Lei Chang et. al.
Journal of Immunological Methods
We have developed a highly sensitive immunoassay-called digital ELISA-that is based on the detection of single enzyme-linked immunocomplexes on beads that are sealed in arrays of femtoliter wells. Digital ELISA was designed to be highly efficient in the capturing of target proteins, labeling of these proteins, and their detection in single molecule arrays (SiMoA); in essence, the goal of the assay is to “capture every molecule, detect every molecule”. Here we provide the theoretical basis for the design of this assay derived from simple equations based on bimolecular interactions.
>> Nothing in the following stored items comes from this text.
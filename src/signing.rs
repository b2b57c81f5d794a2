//! HMAC-SHA256 request signing.
//!
//! Two schemes share the primitives in this module:
//!
//! - **AWS Signature V4** for the S3 object-store backend
//!   ([`derive_signing_key`], [`uri_encode`]).
//! - **Upload API signatures**: every request to the upload API carries
//!   `X-Bizcard-Date` and
//!   `Authorization: BIZCARD-HMAC-SHA256 Credential=<key_id>, Signature=<hex>`,
//!   where the signature is HMAC-SHA256 (keyed by the credential's secret) of
//!
//! ```text
//! METHOD \n PATH \n QUERY \n X-Bizcard-Date \n hex(sha256(body))
//! ```
//!
//! `QUERY` is the raw query string with its `&`-separated pairs sorted
//! ([`canonical_query`]); empty when the request has none.

use hmac::{Hmac, Mac};
use sha2::{Digest, Sha256};

type HmacSha256 = Hmac<Sha256>;

/// Authorization scheme name for the upload API.
pub const API_SCHEME: &str = "BIZCARD-HMAC-SHA256";

/// Header carrying the request timestamp (RFC 3339).
pub const DATE_HEADER: &str = "x-bizcard-date";

/// Compute the hex-encoded SHA-256 hash of data.
pub fn hex_sha256(data: &[u8]) -> String {
    let mut hasher = Sha256::new();
    hasher.update(data);
    hex::encode(hasher.finalize())
}

/// Compute HMAC-SHA256 of data with the given key.
pub fn hmac_sha256(key: &[u8], data: &[u8]) -> Vec<u8> {
    let mut mac = HmacSha256::new_from_slice(key).expect("HMAC can take key of any size");
    mac.update(data);
    mac.finalize().into_bytes().to_vec()
}

/// Compute hex-encoded HMAC-SHA256.
pub fn hex_hmac_sha256(key: &[u8], data: &[u8]) -> String {
    hex::encode(hmac_sha256(key, data))
}

/// Derive the AWS SigV4 signing key for a given date, region, and service.
///
/// ```text
/// kDate    = HMAC("AWS4" + secret, dateStamp)
/// kRegion  = HMAC(kDate, region)
/// kService = HMAC(kRegion, service)
/// kSigning = HMAC(kService, "aws4_request")
/// ```
pub fn derive_signing_key(
    secret_key: &str,
    date_stamp: &str,
    region: &str,
    service: &str,
) -> Vec<u8> {
    let k_date = hmac_sha256(
        format!("AWS4{}", secret_key).as_bytes(),
        date_stamp.as_bytes(),
    );
    let k_region = hmac_sha256(&k_date, region.as_bytes());
    let k_service = hmac_sha256(&k_region, service.as_bytes());
    hmac_sha256(&k_service, b"aws4_request")
}

/// URI-encode a string per RFC 3986 (used in SigV4 canonical requests).
///
/// Encodes all characters except unreserved characters:
/// `A-Z a-z 0-9 - _ . ~`
pub fn uri_encode(s: &str) -> String {
    let mut result = String::new();
    for byte in s.bytes() {
        match byte {
            b'A'..=b'Z' | b'a'..=b'z' | b'0'..=b'9' | b'-' | b'_' | b'.' | b'~' => {
                result.push(byte as char);
            }
            _ => {
                result.push_str(&format!("%{:02X}", byte));
            }
        }
    }
    result
}

/// Sort the `&`-separated pairs of a raw query string, dropping empty ones.
/// Pairs are compared as sent, so signers must sign the encoding they send.
pub fn canonical_query(raw: &str) -> String {
    let mut pairs: Vec<&str> = raw.split('&').filter(|p| !p.is_empty()).collect();
    pairs.sort_unstable();
    pairs.join("&")
}

fn api_string_to_sign(method: &str, path: &str, query: &str, date: &str, body: &[u8]) -> String {
    format!(
        "{}\n{}\n{}\n{}\n{}",
        method.to_ascii_uppercase(),
        path,
        canonical_query(query),
        date,
        hex_sha256(body)
    )
}

/// Sign an upload API request, returning the hex signature.
pub fn sign_api_request(
    secret: &str,
    method: &str,
    path: &str,
    query: &str,
    date: &str,
    body: &[u8],
) -> String {
    hex_hmac_sha256(
        secret.as_bytes(),
        api_string_to_sign(method, path, query, date, body).as_bytes(),
    )
}

/// Build the `Authorization` header value for an upload API request.
pub fn api_authorization(key_id: &str, signature: &str) -> String {
    format!("{} Credential={}, Signature={}", API_SCHEME, key_id, signature)
}

/// Parse an `Authorization` header into `(key_id, signature)`.
pub fn parse_api_authorization(header: &str) -> Option<(String, String)> {
    let rest = header.strip_prefix(API_SCHEME)?.trim_start();
    let mut key_id = None;
    let mut signature = None;
    for part in rest.split(',') {
        let part = part.trim();
        if let Some(v) = part.strip_prefix("Credential=") {
            key_id = Some(v.to_string());
        } else if let Some(v) = part.strip_prefix("Signature=") {
            signature = Some(v.to_string());
        }
    }
    match (key_id, signature) {
        (Some(k), Some(s)) if !k.is_empty() && !s.is_empty() => Some((k, s)),
        _ => None,
    }
}

/// Verify an upload API signature in constant time.
pub fn verify_api_request(
    secret: &str,
    method: &str,
    path: &str,
    query: &str,
    date: &str,
    body: &[u8],
    signature_hex: &str,
) -> bool {
    let Ok(expected) = hex::decode(signature_hex) else {
        return false;
    };
    let Ok(mut mac) = HmacSha256::new_from_slice(secret.as_bytes()) else {
        return false;
    };
    mac.update(api_string_to_sign(method, path, query, date, body).as_bytes());
    mac.verify_slice(&expected).is_ok()
}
Using these equations and knowledge of the concentrations of reagents, the times of interactions, and the on- and off-rates of the molecular interactions for each step of the assay, it is possible to predict the number of immunocomplexes that are formed and detected by SiMoA. The unique ability of SiMoA to count single immunocomplexes and determine an average number of enzymes per bead (AEB), makes it possible to directly compare the number of molecules detected experimentally to those predicted by theory. These predictions compare favorably to experimental data generated for a digital ELISA for prostate specific antigen (PSA). The digital ELISA process is efficient across a range of antibody affinities (KD ~ 10-11 – 10-9 M), and antibodies with high on-rates (kon > 105 M-1 s-1) are predicted to perform best.
The high efficiency of digital ELISA and sensitivity of SiMoA to enzyme label also makes it possible to reduce the concentration of labeling reagent, reduce backgrounds, and increasing the specificity of the approach. Strategies for dealing with the dissociation of antibody complexes over time that can affect the signals in an assay are also described.